Floor plan 200m² single-family house, raised ground floor, existing plot, double garage

  • Erstellt am 2025-02-06 23:45:27

Gustav5789

2025-03-06 23:31:03
  • #1
One question still came to my mind, which the architect did answer for me, but I no longer believe him. He draws load-bearing walls with 24cm and all others with 11cm. Allegedly, that is completely normal... But with 11cm between the children's rooms with hollow bricks, doesn't one hear everything and everyone? What would one have to plan here to make it reasonably quiet?
 

K a t j a

2025-03-07 06:17:02
  • #2
No, in my opinion, that is not the reason. The landing staircase would work. However, it takes up a bit more space, which is why everything seems a little tighter again. The reason is more likely the budget. Or who said: What that has to do with the exterior wall is, however, beyond me.
 

K a t j a

2025-03-07 06:22:02
  • #3
For 750K, the 3rd floor should definitely be possible or at least comfortably the 200 sqm. Have you even asked alternative providers?
 

K a t j a

2025-03-07 06:41:16
  • #4
One of the quietest stones is, as far as I know, sand-lime brick. However, it insulates poorly. Some therefore use this stone on the inside and something else on the outside. Whether and how that works, I have no experience with that.
 

Gustav5789

2025-03-07 09:58:11
  • #5


The architect said that. Our construction manager and two general contractors said it is completely within the price range. But our artist disagrees.
Yes, we lose living space because of the thick bricks, he would have to make the house bigger and that costs too much for the non-existent benefit.



The general contractor said we would come out at 650k.
Another said rather 600k, depending on the equipment.

Talk to the construction manager whether he offers that for the interior work. But 11.5 cm walls are normal, right?
 

11ant

2025-03-07 11:27:21
  • #6


The architect no longer smokes the chemtrails since he discovered them in liquid form. Now he chugs them as energy drinks.

There must be other substances at work in Malmsheimer’s sense.
I currently lack the time and desire to scroll back – but I suspect somewhere I have at least hinted at doubts about this architect’s competence. What he’s concocting is somehow not of this world. Therefore, it’s hardly possible to engage with it on a factual-argumentative level.

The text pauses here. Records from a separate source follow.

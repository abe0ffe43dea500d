//! Lexical analysis: turns the raw source text into a vector of tokens.
//!
//! The tokenizer knows nothing about the grammar beyond recognising the
//! token set: literals, identifiers, keywords, operators, and punctuation.
//! Multi-character operators are matched before single-character ones to
//! avoid ambiguity, and a numeric literal only becomes a real once a decimal
//! point followed by a digit has been seen (two characters of lookahead past
//! the integer part, so `end.` still lexes as `end` + `.`).
//!
//! Comments `{ ... }` are skipped transparently between tokens. String
//! literals are single-quoted with a doubled-quote escape for an embedded
//! quote. Keywords are matched case-insensitively, as in classical Pascal.

use crate::error::{CompileError, CompileResult};

/// Kinds of tokens recognised by the front-end.
#[derive(Debug, Clone, Copy, PartialEq, Eq)]
pub enum TokenKind {
  Ident,
  IntLit,
  RealLit,
  StrLit,
  Plus,
  Minus,
  Star,
  Slash,
  Div,
  Mod,
  Assign,
  Equal,
  NotEqual,
  Less,
  LessEq,
  Greater,
  GreaterEq,
  LParen,
  RParen,
  Comma,
  Colon,
  Semicolon,
  Period,
  Program,
  Var,
  Begin,
  End,
  If,
  Then,
  Else,
  While,
  Do,
  Function,
  Procedure,
  Write,
  Writeln,
  Concat,
  Eof,
}

/// Decoded payload of a literal token.
#[derive(Debug, Clone, PartialEq)]
pub enum LitValue {
  Int(i64),
  Real(f64),
  Str(String),
}

/// Thin wrapper for lexical information needed by later stages.
#[derive(Debug, Clone)]
pub struct Token {
  pub kind: TokenKind,
  pub value: Option<LitValue>,
  pub loc: usize,
  pub len: usize,
}

impl Token {
  /// Convenience constructor to keep the `tokenize` loop readable.
  pub fn new(kind: TokenKind, loc: usize, len: usize, value: Option<LitValue>) -> Self {
    Self {
      kind,
      value,
      loc,
      len,
    }
  }
}

/// Reserved words; `integer`/`real`/`string` stay ordinary identifiers
/// because Pascal treats type names as predefined, not reserved.
fn keyword_kind(word: &str) -> Option<TokenKind> {
  let kind = match word {
    "program" => TokenKind::Program,
    "var" => TokenKind::Var,
    "begin" => TokenKind::Begin,
    "end" => TokenKind::End,
    "if" => TokenKind::If,
    "then" => TokenKind::Then,
    "else" => TokenKind::Else,
    "while" => TokenKind::While,
    "do" => TokenKind::Do,
    "function" => TokenKind::Function,
    "procedure" => TokenKind::Procedure,
    "div" => TokenKind::Div,
    "mod" => TokenKind::Mod,
    "write" => TokenKind::Write,
    "writeln" => TokenKind::Writeln,
    "concat" => TokenKind::Concat,
    _ => return None,
  };
  Some(kind)
}

/// Lex the input into a flat vector of tokens terminated by an `Eof` marker.
pub fn tokenize(input: &str) -> CompileResult<Vec<Token>> {
  let mut tokens = Vec::new();
  let bytes = input.as_bytes();
  let mut i = 0;

  while i < bytes.len() {
    let c = bytes[i];

    if c.is_ascii_whitespace() {
      i += 1;
      continue;
    }

    if c == b'{' {
      let start = i;
      i += 1;
      while i < bytes.len() && bytes[i] != b'}' {
        i += 1;
      }
      if i >= bytes.len() {
        return Err(CompileError::lex(input, start, "unterminated comment"));
      }
      i += 1; // closing brace
      continue;
    }

    if c.is_ascii_digit() {
      let start = i;
      while i < bytes.len() && bytes[i].is_ascii_digit() {
        i += 1;
      }
      // A real literal needs a dot followed by at least one digit; a bare
      // dot belongs to the enclosing grammar (`end.`).
      let is_real =
        i + 1 < bytes.len() && bytes[i] == b'.' && bytes[i + 1].is_ascii_digit();
      if is_real {
        i += 1;
        while i < bytes.len() && bytes[i].is_ascii_digit() {
          i += 1;
        }
        let text = &input[start..i];
        let value = text
          .parse::<f64>()
          .map_err(|err| CompileError::lex(input, start, format!("invalid number: {err}")))?;
        tokens.push(Token::new(
          TokenKind::RealLit,
          start,
          i - start,
          Some(LitValue::Real(value)),
        ));
      } else {
        let text = &input[start..i];
        let value = text
          .parse::<i64>()
          .map_err(|err| CompileError::lex(input, start, format!("invalid number: {err}")))?;
        tokens.push(Token::new(
          TokenKind::IntLit,
          start,
          i - start,
          Some(LitValue::Int(value)),
        ));
      }
      continue;
    }

    if c.is_ascii_alphabetic() {
      let start = i;
      i += 1;
      while i < bytes.len() && (bytes[i].is_ascii_alphanumeric() || bytes[i] == b'_') {
        i += 1;
      }
      let word = input[start..i].to_ascii_lowercase();
      let kind = keyword_kind(&word).unwrap_or(TokenKind::Ident);
      let value = if kind == TokenKind::Ident {
        Some(LitValue::Str(word))
      } else {
        None
      };
      tokens.push(Token::new(kind, start, i - start, value));
      continue;
    }

    if c == b'\'' {
      let start = i;
      i += 1;
      let mut text = String::new();
      loop {
        if i >= bytes.len() || bytes[i] == b'\n' {
          return Err(CompileError::lex(input, start, "unterminated string literal"));
        }
        if bytes[i] == b'\'' {
          // A doubled quote is an escaped quote; a single one terminates.
          if i + 1 < bytes.len() && bytes[i + 1] == b'\'' {
            text.push('\'');
            i += 2;
            continue;
          }
          i += 1;
          break;
        }
        let ch = input[i..].chars().next().unwrap_or('\0');
        text.push(ch);
        i += ch.len_utf8();
      }
      tokens.push(Token::new(
        TokenKind::StrLit,
        start,
        i - start,
        Some(LitValue::Str(text)),
      ));
      continue;
    }

    if let Some((op, kind)) = [
      (":=", TokenKind::Assign),
      ("<=", TokenKind::LessEq),
      (">=", TokenKind::GreaterEq),
      ("<>", TokenKind::NotEqual),
    ]
    .into_iter()
    .find(|(op, _)| input[i..].starts_with(op))
    {
      tokens.push(Token::new(kind, i, op.len(), None));
      i += op.len();
      continue;
    }

    let single = match c {
      b'+' => Some(TokenKind::Plus),
      b'-' => Some(TokenKind::Minus),
      b'*' => Some(TokenKind::Star),
      b'/' => Some(TokenKind::Slash),
      b'=' => Some(TokenKind::Equal),
      b'<' => Some(TokenKind::Less),
      b'>' => Some(TokenKind::Greater),
      b'(' => Some(TokenKind::LParen),
      b')' => Some(TokenKind::RParen),
      b',' => Some(TokenKind::Comma),
      b':' => Some(TokenKind::Colon),
      b';' => Some(TokenKind::Semicolon),
      b'.' => Some(TokenKind::Period),
      _ => None,
    };
    if let Some(kind) = single {
      tokens.push(Token::new(kind, i, 1, None));
      i += 1;
      continue;
    }

    let invalid_char = input[i..].chars().next().unwrap_or('\0');
    return Err(CompileError::lex(
      input,
      i,
      format!("invalid token: '{invalid_char}'"),
    ));
  }

  tokens.push(Token::new(TokenKind::Eof, input.len(), 0, None));
  Ok(tokens)
}

/// Return the slice from the source that produced this token.
pub fn token_text<'a>(token: &Token, source: &'a str) -> &'a str {
  let end = token.loc + token.len;
  &source[token.loc..end]
}

/// Human-friendly description used in diagnostics.
pub fn describe_token(token: Option<&Token>, source: &str) -> String {
  match token {
    Some(t) => match t.kind {
      TokenKind::Eof => "EOF".to_string(),
      _ => token_text(t, source).to_string(),
    },
    None => "EOF".to_string(),
  }
}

That works so well that the corporation owning the two supposedly competing market leaders for aerated concrete blocks and the market leader for sand-lime bricks has bought exactly this combination of companies. Customers love it and largely adhere to the religion that nothing insulates sound better than a highly dense = heavy stone. At the corners where the sand-lime brick walls meet the aerated concrete walls, expansion joints are recommended.

“Interior finishing” is something entirely different again. But non-load-bearing interior walls nowadays are a separate step, possibly performed by other people. 11.5 cm walls as a blanket solution are very popular among many planners – totally indifferent if they belong where they are drawn. What rather irritated me were the uniformly 24 cm thick load-bearing interior walls. Those are actually a hint at an older architect, but then he would also have the eight-meter module still in his blood. At this point, the system was identical whether socialist or imperialist. I can’t make sense of the guy. However, I am not available here for a consulting mandate and only replied today because apparently some notification must have interrupted my unsubscribing from this thread.

Switch to a competent architect (and browse through the threads here on interior wall sound insulation, it has all been extensively discussed).